(Dataset excerpts)
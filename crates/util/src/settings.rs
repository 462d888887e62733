//! Connection settings persistence.
//!
//! A tiny JSON-backed store for the flat [`ConnectionConfig`] record. The file
//! lives in the standard configuration directory
//! (`~/.config/opencode/settings.json` on most platforms) unless
//! [`SETTINGS_PATH_ENV`] points elsewhere. Missing fields are filled from the
//! defaults, and the `set_*` helpers validate raw user input so an invalid
//! value never reaches the health monitor.

use std::env;
use std::fs;
use std::path::{Path, PathBuf};
use std::sync::{Mutex, MutexGuard, PoisonError};

use dirs_next::config_dir;
use opencode_types::{ConnectionConfig, DEFAULT_HOST, DEFAULT_PORT, ParseProtocolError, Protocol};
use thiserror::Error;
use tracing::{debug, warn};

use crate::expand_tilde;

/// Environment variable allowing callers to override the settings file path.
pub const SETTINGS_PATH_ENV: &str = "OPENCODE_SETTINGS_PATH";

/// Default filename for the JSON payload.
pub const SETTINGS_FILE_NAME: &str = "settings.json";

/// Error surfaced when reading, writing or validating settings.
#[derive(Debug, Error)]
pub enum SettingsError {
    /// I/O failure (for example, permissions or missing directory).
    #[error("settings I/O error: {0}")]
    Io(#[from] std::io::Error),
    /// Serialization or deserialization failure.
    #[error("settings serialization error: {0}")]
    Serialization(#[from] serde_json::Error),
    #[error("invalid port '{value}': expected a number between 1 and 65535")]
    InvalidPort { value: String },
    #[error("invalid host '{value}'")]
    InvalidHost { value: String },
    #[error(transparent)]
    InvalidProtocol(#[from] ParseProtocolError),
}

/// Parse a port typed by the user.
pub fn parse_port(raw: &str) -> Result<u16, SettingsError> {
    match raw.trim().parse::<u16>() {
        Ok(port) if port != 0 => Ok(port),
        _ => Err(SettingsError::InvalidPort { value: raw.to_string() }),
    }
}

/// Parse a hostname or IP address typed by the user.
///
/// The trimmed input is returned as typed; `url::Host` only validates it.
pub fn parse_host(raw: &str) -> Result<String, SettingsError> {
    let trimmed = raw.trim();
    if trimmed.is_empty() || url::Host::parse(trimmed).is_err() {
        return Err(SettingsError::InvalidHost { value: raw.to_string() });
    }
    Ok(trimmed.to_string())
}

/// Thread-safe settings store backed by a JSON file.
#[derive(Debug)]
pub struct SettingsStore {
    path: PathBuf,
    config: Mutex<ConnectionConfig>,
    persist_to_disk: bool,
}

impl SettingsStore {
    /// Open the store at the default path (honoring [`SETTINGS_PATH_ENV`]).
    pub fn open() -> Result<Self, SettingsError> {
        Self::open_at(default_settings_path())
    }

    /// Open the store at an explicit path. A missing file yields defaults.
    pub fn open_at(path: impl Into<PathBuf>) -> Result<Self, SettingsError> {
        let path = path.into();
        let config = load_config(&path)?;
        Ok(Self {
            path,
            config: Mutex::new(config),
            persist_to_disk: true,
        })
    }

    /// Build an in-memory store used as a fallback when the config directory cannot be accessed.
    pub fn ephemeral(config: ConnectionConfig) -> Self {
        Self {
            path: PathBuf::new(),
            config: Mutex::new(config),
            persist_to_disk: false,
        }
    }

    /// Path to the underlying JSON file.
    pub fn path(&self) -> &Path {
        &self.path
    }

    /// Snapshot of the current settings.
    pub fn config(&self) -> ConnectionConfig {
        self.lock().clone()
    }

    /// Re-read the file, replacing the in-memory record.
    pub fn reload(&self) -> Result<ConnectionConfig, SettingsError> {
        if !self.persist_to_disk {
            return Ok(self.config());
        }
        let fresh = load_config(&self.path)?;
        *self.lock() = fresh.clone();
        Ok(fresh)
    }

    /// Apply `edit` to the record and persist it. Returns the new snapshot.
    ///
    /// The in-memory record is only replaced once the write succeeded.
    pub fn update<F>(&self, edit: F) -> Result<ConnectionConfig, SettingsError>
    where
        F: FnOnce(&mut ConnectionConfig),
    {
        let mut current = self.lock();
        let mut edited = current.clone();
        edit(&mut edited);
        if self.persist_to_disk {
            self.save_locked(&edited)?;
        }
        *current = edited.clone();
        Ok(edited)
    }

    pub fn set_host(&self, raw: &str) -> Result<ConnectionConfig, SettingsError> {
        let host = parse_host(raw)?;
        self.update(|config| config.host = host)
    }

    pub fn set_port(&self, raw: &str) -> Result<ConnectionConfig, SettingsError> {
        let port = parse_port(raw)?;
        self.update(|config| config.port = port)
    }

    pub fn set_protocol(&self, raw: &str) -> Result<ConnectionConfig, SettingsError> {
        let protocol: Protocol = raw.parse()?;
        self.update(|config| config.protocol = protocol)
    }

    /// Set the secret name; an empty value clears the credential.
    pub fn set_credential_ref(&self, raw: &str) -> Result<ConnectionConfig, SettingsError> {
        let name = raw.trim().to_string();
        self.update(|config| config.credential_ref = name)
    }

    fn lock(&self) -> MutexGuard<'_, ConnectionConfig> {
        self.config.lock().unwrap_or_else(PoisonError::into_inner)
    }

    fn save_locked(&self, config: &ConnectionConfig) -> Result<(), SettingsError> {
        if let Some(parent) = self.path.parent() {
            fs::create_dir_all(parent)?;
        }
        let data = serde_json::to_string_pretty(config)?;
        fs::write(&self.path, data)?;
        debug!(path = %self.path.display(), "saved settings");
        Ok(())
    }
}

fn default_settings_path() -> PathBuf {
    if let Ok(path) = env::var(SETTINGS_PATH_ENV) {
        let trimmed = path.trim();
        if !trimmed.is_empty() {
            return expand_tilde(trimmed);
        }
    }

    config_dir()
        .unwrap_or_else(|| PathBuf::from("."))
        .join("opencode")
        .join(SETTINGS_FILE_NAME)
}

fn load_config(path: &Path) -> Result<ConnectionConfig, SettingsError> {
    let config = match fs::read_to_string(path) {
        Ok(data) => match serde_json::from_str(&data) {
            Ok(config) => config,
            Err(error) => {
                warn!(
                    path = %path.display(),
                    error = %error,
                    "Failed to parse settings file; using defaults"
                );
                ConnectionConfig::default()
            }
        },
        Err(error) if error.kind() == std::io::ErrorKind::NotFound => ConnectionConfig::default(),
        Err(error) => return Err(SettingsError::Io(error)),
    };
    Ok(repair(config, path))
}

/// Replace values the input boundary would have rejected.
fn repair(mut config: ConnectionConfig, path: &Path) -> ConnectionConfig {
    if parse_host(&config.host).is_err() {
        warn!(path = %path.display(), host = %config.host, "invalid host in settings; using default");
        config.host = DEFAULT_HOST.to_string();
    }
    if config.port == 0 {
        warn!(path = %path.display(), "port 0 in settings; using default");
        config.port = DEFAULT_PORT;
    }
    config
}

Exercise: The word "impl" may occur in lines of the data above; say how many lines hold it, giving only the number.

Task output: 2